What is required | From the material below, copy every line in which the word "technology" occurs.

Top of Source information

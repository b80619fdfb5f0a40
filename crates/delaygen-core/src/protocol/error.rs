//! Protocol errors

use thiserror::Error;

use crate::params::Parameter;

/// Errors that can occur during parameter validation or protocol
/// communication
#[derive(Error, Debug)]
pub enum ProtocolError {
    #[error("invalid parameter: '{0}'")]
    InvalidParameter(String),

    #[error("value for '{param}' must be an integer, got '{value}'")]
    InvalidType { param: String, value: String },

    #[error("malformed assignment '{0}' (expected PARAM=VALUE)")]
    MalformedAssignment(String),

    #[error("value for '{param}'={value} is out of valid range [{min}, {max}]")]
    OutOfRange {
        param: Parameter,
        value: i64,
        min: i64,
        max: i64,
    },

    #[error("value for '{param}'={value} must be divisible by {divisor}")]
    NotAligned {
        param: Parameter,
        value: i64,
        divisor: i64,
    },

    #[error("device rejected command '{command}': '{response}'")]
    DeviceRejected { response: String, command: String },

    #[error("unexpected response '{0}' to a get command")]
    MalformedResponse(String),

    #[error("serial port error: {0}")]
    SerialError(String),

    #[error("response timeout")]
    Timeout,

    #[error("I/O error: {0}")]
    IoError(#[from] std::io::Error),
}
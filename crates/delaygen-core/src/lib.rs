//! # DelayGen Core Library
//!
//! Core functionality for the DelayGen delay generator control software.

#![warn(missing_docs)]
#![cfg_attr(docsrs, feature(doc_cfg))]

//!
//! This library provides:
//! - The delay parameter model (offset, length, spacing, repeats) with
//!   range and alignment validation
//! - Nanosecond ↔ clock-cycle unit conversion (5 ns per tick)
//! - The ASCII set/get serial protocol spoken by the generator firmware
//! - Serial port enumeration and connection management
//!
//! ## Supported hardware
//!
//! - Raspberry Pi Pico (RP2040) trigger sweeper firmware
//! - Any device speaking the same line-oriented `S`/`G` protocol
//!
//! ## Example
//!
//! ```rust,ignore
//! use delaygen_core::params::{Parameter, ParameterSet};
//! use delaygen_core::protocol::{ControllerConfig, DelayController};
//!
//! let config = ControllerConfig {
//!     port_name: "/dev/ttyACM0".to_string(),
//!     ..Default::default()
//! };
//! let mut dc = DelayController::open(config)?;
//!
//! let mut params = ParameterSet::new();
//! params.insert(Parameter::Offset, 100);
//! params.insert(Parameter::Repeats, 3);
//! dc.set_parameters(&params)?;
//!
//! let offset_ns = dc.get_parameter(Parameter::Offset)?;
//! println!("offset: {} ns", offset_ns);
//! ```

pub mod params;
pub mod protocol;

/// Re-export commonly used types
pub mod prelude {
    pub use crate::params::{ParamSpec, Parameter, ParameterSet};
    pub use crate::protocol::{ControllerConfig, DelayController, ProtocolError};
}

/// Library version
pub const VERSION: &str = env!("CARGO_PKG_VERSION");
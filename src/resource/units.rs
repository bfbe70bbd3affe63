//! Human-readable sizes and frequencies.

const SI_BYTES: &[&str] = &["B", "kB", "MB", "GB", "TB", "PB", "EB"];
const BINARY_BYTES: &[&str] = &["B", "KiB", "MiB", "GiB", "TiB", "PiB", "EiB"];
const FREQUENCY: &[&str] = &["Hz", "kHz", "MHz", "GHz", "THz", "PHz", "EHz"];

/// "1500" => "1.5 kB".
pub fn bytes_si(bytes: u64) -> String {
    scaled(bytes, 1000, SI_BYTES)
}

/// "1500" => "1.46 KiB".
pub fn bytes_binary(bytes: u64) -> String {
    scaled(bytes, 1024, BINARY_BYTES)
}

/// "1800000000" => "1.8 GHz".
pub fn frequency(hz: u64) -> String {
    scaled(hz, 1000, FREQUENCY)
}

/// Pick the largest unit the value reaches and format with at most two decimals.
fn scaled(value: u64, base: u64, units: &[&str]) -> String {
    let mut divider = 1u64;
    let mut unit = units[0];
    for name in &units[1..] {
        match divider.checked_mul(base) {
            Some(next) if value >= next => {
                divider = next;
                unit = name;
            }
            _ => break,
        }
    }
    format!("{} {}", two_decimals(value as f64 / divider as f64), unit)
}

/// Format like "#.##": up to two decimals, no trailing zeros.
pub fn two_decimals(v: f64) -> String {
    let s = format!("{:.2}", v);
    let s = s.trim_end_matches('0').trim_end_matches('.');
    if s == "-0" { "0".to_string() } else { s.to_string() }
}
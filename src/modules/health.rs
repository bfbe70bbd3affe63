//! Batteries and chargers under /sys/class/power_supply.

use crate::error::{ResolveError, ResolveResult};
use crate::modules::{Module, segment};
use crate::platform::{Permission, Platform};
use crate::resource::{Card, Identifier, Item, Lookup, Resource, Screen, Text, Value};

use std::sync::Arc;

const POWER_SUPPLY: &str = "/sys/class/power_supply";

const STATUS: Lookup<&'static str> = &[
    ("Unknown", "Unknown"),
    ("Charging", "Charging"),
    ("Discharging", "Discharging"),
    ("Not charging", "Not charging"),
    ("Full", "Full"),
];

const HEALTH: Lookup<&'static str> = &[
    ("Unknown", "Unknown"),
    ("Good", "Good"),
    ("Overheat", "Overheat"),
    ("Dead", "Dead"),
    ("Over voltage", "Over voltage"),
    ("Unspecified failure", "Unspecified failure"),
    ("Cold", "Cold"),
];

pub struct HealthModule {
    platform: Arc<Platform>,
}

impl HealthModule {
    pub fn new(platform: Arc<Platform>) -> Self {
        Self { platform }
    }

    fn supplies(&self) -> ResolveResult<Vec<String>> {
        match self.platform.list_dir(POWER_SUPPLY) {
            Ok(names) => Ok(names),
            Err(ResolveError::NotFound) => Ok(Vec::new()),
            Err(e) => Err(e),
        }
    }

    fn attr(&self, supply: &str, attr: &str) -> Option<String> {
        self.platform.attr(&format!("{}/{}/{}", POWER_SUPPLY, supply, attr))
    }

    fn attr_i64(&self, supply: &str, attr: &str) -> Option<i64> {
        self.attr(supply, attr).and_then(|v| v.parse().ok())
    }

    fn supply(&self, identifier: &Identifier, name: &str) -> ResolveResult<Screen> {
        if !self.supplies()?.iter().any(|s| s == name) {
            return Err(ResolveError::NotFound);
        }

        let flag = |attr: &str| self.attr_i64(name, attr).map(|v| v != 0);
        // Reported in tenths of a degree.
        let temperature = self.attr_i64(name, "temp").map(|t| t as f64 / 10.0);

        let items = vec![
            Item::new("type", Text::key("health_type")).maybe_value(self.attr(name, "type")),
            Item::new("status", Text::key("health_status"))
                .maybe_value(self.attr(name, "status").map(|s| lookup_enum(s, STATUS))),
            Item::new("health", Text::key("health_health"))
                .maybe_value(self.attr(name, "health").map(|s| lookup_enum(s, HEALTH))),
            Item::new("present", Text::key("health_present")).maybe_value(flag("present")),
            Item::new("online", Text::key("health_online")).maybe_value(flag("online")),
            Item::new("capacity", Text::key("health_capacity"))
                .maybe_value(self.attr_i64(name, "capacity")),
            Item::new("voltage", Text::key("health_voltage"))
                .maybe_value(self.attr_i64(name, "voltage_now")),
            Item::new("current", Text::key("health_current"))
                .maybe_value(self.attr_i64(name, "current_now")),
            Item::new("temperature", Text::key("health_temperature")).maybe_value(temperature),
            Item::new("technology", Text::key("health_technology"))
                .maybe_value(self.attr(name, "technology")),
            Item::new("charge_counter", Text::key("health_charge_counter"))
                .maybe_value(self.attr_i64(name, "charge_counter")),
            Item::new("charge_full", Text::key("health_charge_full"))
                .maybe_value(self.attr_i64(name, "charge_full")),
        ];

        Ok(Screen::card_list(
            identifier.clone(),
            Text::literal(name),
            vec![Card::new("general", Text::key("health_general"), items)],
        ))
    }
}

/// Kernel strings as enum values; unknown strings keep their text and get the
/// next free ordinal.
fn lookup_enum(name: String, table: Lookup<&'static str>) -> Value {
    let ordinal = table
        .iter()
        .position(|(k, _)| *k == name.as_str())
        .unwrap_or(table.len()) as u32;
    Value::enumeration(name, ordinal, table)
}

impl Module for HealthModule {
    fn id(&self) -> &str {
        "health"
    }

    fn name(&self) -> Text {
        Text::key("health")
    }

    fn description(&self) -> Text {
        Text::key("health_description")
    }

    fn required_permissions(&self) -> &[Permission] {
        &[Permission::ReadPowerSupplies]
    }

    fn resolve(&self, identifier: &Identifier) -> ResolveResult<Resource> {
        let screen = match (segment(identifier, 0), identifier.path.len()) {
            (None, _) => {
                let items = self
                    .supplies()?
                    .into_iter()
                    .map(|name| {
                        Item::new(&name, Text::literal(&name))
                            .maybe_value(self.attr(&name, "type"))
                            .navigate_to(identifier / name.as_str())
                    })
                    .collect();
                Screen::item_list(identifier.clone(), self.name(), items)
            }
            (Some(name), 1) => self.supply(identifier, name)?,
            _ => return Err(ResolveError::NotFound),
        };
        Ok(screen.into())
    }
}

Bottom of Source information

Exercise result |
            Item::new("technology", Text::key("health_technology"))
                .maybe_value(self.attr(name, "technology")),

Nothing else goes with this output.